TASK TO COMPLETE: Look through the data below, tally the lines where "push" occurs, and write the total alone.

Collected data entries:
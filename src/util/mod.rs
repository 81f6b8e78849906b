mod cancel;
mod home;
mod mkdir;
mod output;
mod permissions;
mod remove_tree;

pub use cancel::*;
pub use home::*;
pub use mkdir::*;
pub use output::*;
pub use permissions::*;
pub use remove_tree::*;

/// Fresh scratch directory for a unit test, under generated-test-data/
#[cfg(test)]
pub fn test_dir(prefix: &str) -> std::path::PathBuf {
    let dir = std::env::current_dir()
        .expect("no current dir")
        .join("generated-test-data")
        .join("unit")
        .join(format!("{}-{}", prefix, uuid::Uuid::new_v4().simple()));
    std::fs::create_dir_all(&dir).expect("failed to create test dir");
    dir
}
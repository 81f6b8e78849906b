use log::{trace, warn};
use std::io::{self, Read, Write};

pub const BLOCK_LEN: u64 = 512;

const NAME: std::ops::Range<usize> = 0..100;
const MODE: std::ops::Range<usize> = 100..108;
const SIZE: std::ops::Range<usize> = 124..136;
const TYPEFLAG: usize = 156;
const LINKNAME: std::ops::Range<usize> = 157..257;
const MAGIC: std::ops::Range<usize> = 257..263;
const PREFIX: std::ops::Range<usize> = 345..500;

/// Longest GNU long-name payload we are willing to buffer
const MAX_LONG_NAME: u64 = 64 * 1024;

#[derive(Debug, Clone, Copy, PartialEq, Eq)]
pub enum EntryKind {
    Regular,
    Directory,
    Symlink,
    Hardlink,
    Other(u8),
}

impl EntryKind {
    fn from_typeflag(flag: u8) -> EntryKind {
        match flag {
            b'0' | b'\0' | b'7' => EntryKind::Regular,
            b'1' => EntryKind::Hardlink,
            b'2' => EntryKind::Symlink,
            b'5' => EntryKind::Directory,
            other => EntryKind::Other(other),
        }
    }
}

/// One header from the archive, with its name already normalized
#[derive(Debug, Clone, PartialEq, Eq)]
pub struct TarEntry {
    pub name: String,
    pub kind: EntryKind,
    pub size: u64,
    pub mode: u32,
    pub link_target: String,
}

impl TarEntry {
    pub fn is_dir(&self) -> bool {
        self.kind == EntryKind::Directory || self.name.ends_with('/')
    }

    pub fn is_link(&self) -> bool {
        matches!(self.kind, EntryKind::Symlink | EntryKind::Hardlink)
    }
}

/**
 * Minimal streaming tar parser. Only what a root filesystem image needs:
 * ustar/v7 headers, ustar name prefixes and GNU long names. Entries whose
 * name has a `..` segment never come out of `next_entry()`.
 *
 * Whatever part of an entry's payload the caller doesn't consume is skipped
 * automatically, so the stream is always at a block boundary when the next
 * header is read.
 */
pub struct TarReader<R: Read> {
    inner: R,
    remaining: u64,
    padding: u64,
    position: u64,
    finished: bool,
}

impl<R: Read> TarReader<R> {
    pub fn new(inner: R) -> Self {
        TarReader {
            inner,
            remaining: 0,
            padding: 0,
            position: 0,
            finished: false,
        }
    }

    /// Bytes consumed from the underlying stream so far
    pub fn position(&self) -> u64 {
        self.position
    }

    /// Payload bytes of the current entry not yet read
    pub fn remaining(&self) -> u64 {
        self.remaining
    }

    pub fn next_entry(&mut self) -> io::Result<Option<TarEntry>> {
        let mut long_name: Option<String> = None;
        loop {
            if self.finished {
                return Ok(None);
            }
            self.skip_rest()?;

            let mut header = [0u8; BLOCK_LEN as usize];
            if !self.read_header(&mut header)? {
                self.finished = true;
                return Ok(None);
            }

            let mut entry = parse_header(&header);

            if entry.kind == EntryKind::Other(b'L') {
                let name = self.read_long_name(entry.size)?;
                long_name = Some(name);
                continue;
            }
            if let Some(name) = long_name.take() {
                entry.name = name;
            }
            entry.name = normalize_name(&entry.name);
            self.remaining = entry.size;
            self.padding = padding_for(entry.size);

            if has_parent_segment(&entry.name) {
                warn!("Skipping archive entry outside of root: {}", entry.name);
                continue;
            }

            trace!(
                "tar entry {:?} {:?} size={} mode={:o}",
                entry.name, entry.kind, entry.size, entry.mode
            );
            return Ok(Some(entry));
        }
    }

    /// Stream the rest of the current entry's payload into `out`
    pub fn copy_payload<W: Write>(&mut self, out: &mut W) -> io::Result<u64> {
        let mut buf = [0u8; 8192];
        let mut copied = 0;
        while self.remaining > 0 {
            let want = chunk_len(self.remaining, buf.len());
            let n = match self.inner.read(&mut buf[..want]) {
                Ok(0) => {
                    return Err(io::Error::new(
                        io::ErrorKind::UnexpectedEof,
                        "archive ended inside an entry",
                    ));
                }
                Ok(n) => n,
                Err(e) if e.kind() == io::ErrorKind::Interrupted => continue,
                Err(e) => return Err(e),
            };
            out.write_all(&buf[..n])?;
            self.remaining -= n as u64;
            self.position += n as u64;
            copied += n as u64;
        }
        self.skip_padding()?;
        Ok(copied)
    }

    fn skip_rest(&mut self) -> io::Result<()> {
        if self.remaining > 0 {
            let skipped = self.discard(self.remaining)?;
            if skipped < self.remaining {
                self.finished = true;
            }
            self.remaining = 0;
        }
        self.skip_padding()
    }

    fn skip_padding(&mut self) -> io::Result<()> {
        if self.padding > 0 {
            self.discard(self.padding)?;
            self.padding = 0;
        }
        Ok(())
    }

    fn discard(&mut self, len: u64) -> io::Result<u64> {
        let skipped = io::copy(&mut (&mut self.inner).take(len), &mut io::sink())?;
        self.position += skipped;
        Ok(skipped)
    }

    /* Returns false at the end of the archive: a clean EOF, an all-zero block,
     * or a header cut short by the end of the stream. */
    fn read_header(&mut self, header: &mut [u8]) -> io::Result<bool> {
        let mut read = 0;
        while read < header.len() {
            match self.inner.read(&mut header[read..]) {
                Ok(0) => break,
                Ok(n) => read += n,
                Err(e) if e.kind() == io::ErrorKind::Interrupted => continue,
                Err(e) => return Err(e),
            }
        }
        self.position += read as u64;
        if read == 0 {
            return Ok(false);
        }
        if read < header.len() {
            warn!("Archive ends with a truncated header ({} bytes)", read);
            return Ok(false);
        }
        Ok(header.iter().any(|b| *b != 0))
    }

    fn read_long_name(&mut self, size: u64) -> io::Result<String> {
        if size > MAX_LONG_NAME {
            return Err(io::Error::new(
                io::ErrorKind::InvalidData,
                format!("GNU long name of {} bytes", size),
            ));
        }
        self.remaining = size;
        self.padding = padding_for(size);
        let mut name = Vec::with_capacity(size as usize);
        self.copy_payload(&mut name)?;
        Ok(field_str(&name))
    }
}

/* Entry sizes can exceed usize on 32-bit hosts */
fn chunk_len(remaining: u64, buf_len: usize) -> usize {
    usize::try_from(remaining).unwrap_or(buf_len).min(buf_len)
}

fn padding_for(size: u64) -> u64 {
    (BLOCK_LEN - size % BLOCK_LEN) % BLOCK_LEN
}

fn parse_header(header: &[u8]) -> TarEntry {
    let mut name = field_str(&header[NAME]);
    if &header[MAGIC] == b"ustar\0" {
        let prefix = field_str(&header[PREFIX]);
        if !prefix.is_empty() {
            name = format!("{}/{}", prefix, name);
        }
    }
    TarEntry {
        name,
        kind: EntryKind::from_typeflag(header[TYPEFLAG]),
        size: parse_octal(&header[SIZE]),
        mode: parse_octal(&header[MODE]) as u32,
        link_target: field_str(&header[LINKNAME]),
    }
}

/// Text up to the first NUL
fn field_str(field: &[u8]) -> String {
    let end = field.iter().position(|b| *b == 0).unwrap_or(field.len());
    String::from_utf8_lossy(&field[..end]).into_owned()
}

/// Octal digits up to the first NUL or space. Garbage reads as 0.
fn parse_octal(field: &[u8]) -> u64 {
    let text: String = field
        .iter()
        .skip_while(|b| **b == b' ')
        .take_while(|b| **b != 0 && **b != b' ')
        .map(|b| *b as char)
        .collect();
    u64::from_str_radix(text.trim(), 8).unwrap_or(0)
}

pub fn normalize_name(name: &str) -> String {
    let mut name = name;
    loop {
        if let Some(rest) = name.strip_prefix("./") {
            name = rest;
        } else if let Some(rest) = name.strip_prefix('/') {
            name = rest;
        } else {
            break;
        }
    }
    if name == "." {
        return String::new();
    }
    name.to_string()
}

pub fn has_parent_segment(name: &str) -> bool {
    name.split('/').any(|segment| segment == "..")
}
use super::{SandboxSession, SessionState};
use crate::errors::SessionError;
use log::{debug, trace};
use nix::errno::Errno;
use nix::sys::signal::{Signal, kill};
use nix::unistd::Pid;

impl SandboxSession {
    /**
     * Hang up the whole process group, since proot forks descendants that
     * would otherwise outlive us, then release the terminal. Safe to call
     * more than once and after the process is already gone.
     */
    pub fn finish(&mut self) -> Result<(), SessionError> {
        if self.state == SessionState::TornDown {
            return Ok(());
        }

        let mut result = Ok(());
        if let Some(pid) = self.pid {
            debug!("Sending SIGHUP to process group {}", pid);
            match kill(Pid::from_raw(-pid.as_raw()), Signal::SIGHUP) {
                Ok(()) | Err(Errno::ESRCH) => (),
                Err(e) => {
                    result = Err(SessionError::Signal {
                        pid: pid.as_raw(),
                        source: e,
                    })
                }
            }
        }

        self.terminal.close();
        self.state = SessionState::TornDown;
        trace!("Session torn down");
        result
    }
}
//! Schedules pipelines and merges their results.
//!
//! The [`Orchestrator`] owns everything a build needs: the loaded config,
//! the build cache, the error ledger, the compile collaborator and any
//! post-processors. Configured pipelines run concurrently; their timing
//! ledgers merge by per-stage maximum, their output lists concatenate.
//! One failing task fails the whole call, there is no partial aggregation.
//!
//! A build-in-progress lock serializes overlapping build calls, so a watch
//! rebuild and a manual build can never interleave stages.

use anyhow::{Result, bail};
use parking_lot::Mutex;
use rayon::prelude::*;
use rustc_hash::FxHashMap;
use std::path::PathBuf;
use std::sync::Arc;

use crate::cache::BuildCache;
use crate::compiler::{Compiler, DependencyManifest, PostProcessor};
use crate::config::{Config, EntryGroup};
use crate::diagnostics::{ErrorLedger, ErrorStats};
use crate::log;
use crate::perf::PerfLedger;
use crate::pipeline::{BuildTask, PipelineRunner, TaskKind, TaskResult};
use crate::watch::{ChangeCallback, WatchOptions, WatchSession, resolve_watch_paths};

/// The dominant-stage hint is only added above this total.
const DOMINANT_HINT_MIN_TOTAL_MS: u64 = 3000;

/// Merged outcome of one build call.
#[derive(Debug)]
pub struct BuildSummary {
    pub results: Vec<TaskResult>,
    /// Concatenated output lists of all tasks, in task order.
    pub output_files: Vec<PathBuf>,
    /// First task's dependency manifest; later tasks' manifests remain
    /// available on their individual results.
    pub manifest: Option<DependencyManifest>,
    /// Per-stage max-merged ledger across tasks.
    pub perf: PerfLedger,
    pub cache_hits: usize,
}

pub struct Orchestrator {
    config: Config,
    cache: BuildCache,
    errors: ErrorLedger,
    compiler: Arc<dyn Compiler>,
    processors: Vec<Box<dyn PostProcessor>>,
    build_lock: Mutex<()>,
    watch_session: Mutex<Option<WatchSession>>,
}

impl Orchestrator {
    pub fn new(config: Config, compiler: Arc<dyn Compiler>) -> Self {
        let cache = BuildCache::open(config.cache_dir(), config.cache.enable);
        Self {
            config,
            cache,
            errors: ErrorLedger::new(),
            compiler,
            processors: Vec::new(),
            build_lock: Mutex::new(()),
            watch_session: Mutex::new(None),
        }
    }

    pub fn with_processors(mut self, processors: Vec<Box<dyn PostProcessor>>) -> Self {
        self.processors = processors;
        self
    }

    pub fn config(&self) -> &Config {
        &self.config
    }

    pub fn cache(&self) -> &BuildCache {
        &self.cache
    }

    pub fn errors(&self) -> &ErrorLedger {
        &self.errors
    }

    fn runner(&self) -> PipelineRunner<'_> {
        PipelineRunner {
            compiler: &*self.compiler,
            processors: &self.processors,
            cache: &self.cache,
            errors: &self.errors,
        }
    }

    fn task(&self, kind: TaskKind, clean: bool) -> Result<BuildTask> {
        let config = match kind {
            TaskKind::Server => &self.config.server,
            TaskKind::Client => &self.config.client,
        };
        match config {
            Some(c) => Ok(BuildTask::from_config(kind, c, clean)),
            None => bail!("no [{}] pipeline configured", kind),
        }
    }

    // ========================================================================
    // build operations
    // ========================================================================

    /// Build a single configured pipeline.
    pub fn run_one(&self, kind: TaskKind, clean: bool) -> Result<TaskResult> {
        let task = self.task(kind, clean)?;
        let _guard = self.build_lock.lock();
        let result = self.runner().run(&task)?;
        self.advise_slow(&result.perf);
        Ok(result)
    }

    /// Build every configured pipeline concurrently.
    pub fn run_all(&self, clean: bool) -> Result<BuildSummary> {
        let mut tasks: Vec<BuildTask> = Vec::new();
        if let Some(server) = &self.config.server {
            tasks.push(BuildTask::from_config(TaskKind::Server, server, clean));
        }
        if let Some(client) = &self.config.client {
            tasks.push(BuildTask::from_config(TaskKind::Client, client, clean));
        }
        if tasks.is_empty() {
            bail!("no pipeline configured");
        }

        let _guard = self.build_lock.lock();
        preclean_shared(&mut tasks)?;
        let runner = self.runner();

        let results = if tasks.len() == 2 {
            let (server_res, client_res) =
                rayon::join(|| runner.run(&tasks[0]), || runner.run(&tasks[1]));
            vec![server_res?, client_res?]
        } else {
            vec![runner.run(&tasks[0])?]
        };

        Ok(self.summarize(results))
    }

    /// Build one client pipeline per named entry group, concurrently.
    ///
    /// Each group clones the client pipeline settings with its own entries.
    pub fn run_multi_entry(&self, groups: &[EntryGroup], clean: bool) -> Result<BuildSummary> {
        let Some(client) = &self.config.client else {
            bail!("multi-entry builds require a [client] pipeline");
        };
        if groups.is_empty() {
            bail!("no entry groups given");
        }

        let mut tasks: Vec<BuildTask> = groups
            .iter()
            .map(|g| BuildTask::from_entry_group(client, g, clean))
            .collect();

        let _guard = self.build_lock.lock();
        preclean_shared(&mut tasks)?;
        let runner = self.runner();

        let results: Result<Vec<TaskResult>> =
            tasks.par_iter().map(|task| runner.run(task)).collect();

        Ok(self.summarize(results?))
    }

    fn summarize(&self, results: Vec<TaskResult>) -> BuildSummary {
        let perf = PerfLedger::merge_max(results.iter().map(|r| &r.perf));
        self.advise_slow(&perf);

        let output_files = results
            .iter()
            .flat_map(|r| r.output_files.iter().cloned())
            .collect();
        let manifest = results.first().and_then(|r| r.manifest.clone());
        let cache_hits = results.iter().filter(|r| r.cache_hit).count();

        BuildSummary {
            results,
            output_files,
            manifest,
            perf,
            cache_hits,
        }
    }

    /// Slow-build advisory against the merged ledger.
    fn advise_slow(&self, perf: &PerfLedger) {
        let total = perf.total_ms();
        if total <= self.config.slow_build_ms {
            return;
        }

        if total > DOMINANT_HINT_MIN_TOTAL_MS
            && let Some((stage, ms)) = perf.dominant_stage()
        {
            log!(
                "warning";
                "slow build: {}ms total, dominated by {} ({}ms)",
                total, stage, ms
            );
        } else {
            log!("warning"; "slow build: {}ms total", total);
        }
        self.errors.record_warning();
    }

    /// Remove and recreate every configured output directory.
    pub fn clean(&self) -> Result<()> {
        for dir in self.config.output_dirs() {
            crate::pipeline::clean_dir(&dir)?;
            log!("info"; "cleaned {}", dir.display());
        }
        Ok(())
    }

    // ========================================================================
    // watch
    // ========================================================================

    /// Start watch mode: subscribe, run one synchronous full build, then
    /// rebuild on change. The subscription opens before the initial build,
    /// so edits made while it runs are queued and picked up by the loop.
    ///
    /// Fails when a session is already running or no watch path exists on
    /// disk. The initial build's failure is logged, not fatal; the session
    /// still starts so the first fix triggers a rebuild.
    pub fn watch(self: &Arc<Self>, on_change: Option<ChangeCallback>) -> Result<()> {
        let mut session = self.watch_session.lock();
        if session.is_some() {
            bail!("watch already running");
        }

        let paths = resolve_watch_paths(&self.config.watch.paths)?;

        let options = WatchOptions {
            paths,
            ignore: self.config.watch.ignore.clone(),
            output_dirs: self.config.output_dirs(),
            cache_dir: self.cache.dir().to_path_buf(),
            debounce: std::time::Duration::from_millis(self.config.watch.debounce_ms),
            on_change,
        };

        *session = Some(WatchSession::start(Arc::clone(self), options)?);
        Ok(())
    }

    /// Stop watch mode. Idempotent; safe before `watch` ever ran. After this
    /// returns, no further rebuild can fire.
    pub fn stop_watch(&self) {
        let session = self.watch_session.lock().take();
        if let Some(mut session) = session {
            session.stop();
        }
    }

    pub fn is_watching(&self) -> bool {
        self.watch_session.lock().is_some()
    }

    /// Rebuild after a settled change window. Never propagates failure.
    pub(crate) fn rebuild_for_watch(&self) {
        match self.run_all(false) {
            Ok(summary) => {
                crate::logger::status_success(&format!(
                    "rebuilt {} in {}ms ({} cached)",
                    crate::utils::plural_count(summary.results.len(), "task"),
                    summary.perf.total_ms(),
                    summary.cache_hits,
                ));
            }
            Err(e) => {
                crate::logger::status_error("rebuild failed", &format!("{e:#}"));
            }
        }
    }

    // ========================================================================
    // diagnostics
    // ========================================================================

    pub fn error_stats(&self) -> ErrorStats {
        self.errors.snapshot()
    }

    pub fn error_report(&self) -> String {
        self.errors.report()
    }

    pub fn clear_error_stats(&self) {
        self.errors.reset();
    }
}

/// Clean shared output directories once before dispatch.
///
/// A per-task clean wipes the whole outdir at task start; when tasks share
/// a directory, a later task's wipe would delete siblings' finished
/// outputs. Sole owners of a directory keep their own clean stage; every
/// task stays forced either way.
fn preclean_shared(tasks: &mut [BuildTask]) -> Result<()> {
    let mut owners: FxHashMap<&PathBuf, usize> = FxHashMap::default();
    for task in tasks.iter() {
        *owners.entry(&task.outdir).or_insert(0) += 1;
    }
    let shared: Vec<PathBuf> = owners
        .into_iter()
        .filter(|(_, n)| *n > 1)
        .map(|(dir, _)| dir.clone())
        .collect();

    for task in tasks.iter_mut() {
        if task.clean && shared.contains(&task.outdir) {
            task.clean = false;
        }
    }
    for dir in &shared {
        // Only wipe when a clean was actually requested for this round.
        if tasks.iter().any(|t| t.force && t.outdir == *dir) {
            crate::pipeline::clean_dir(dir)?;
        }
    }
    Ok(())
}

TASK OUTPUT: 2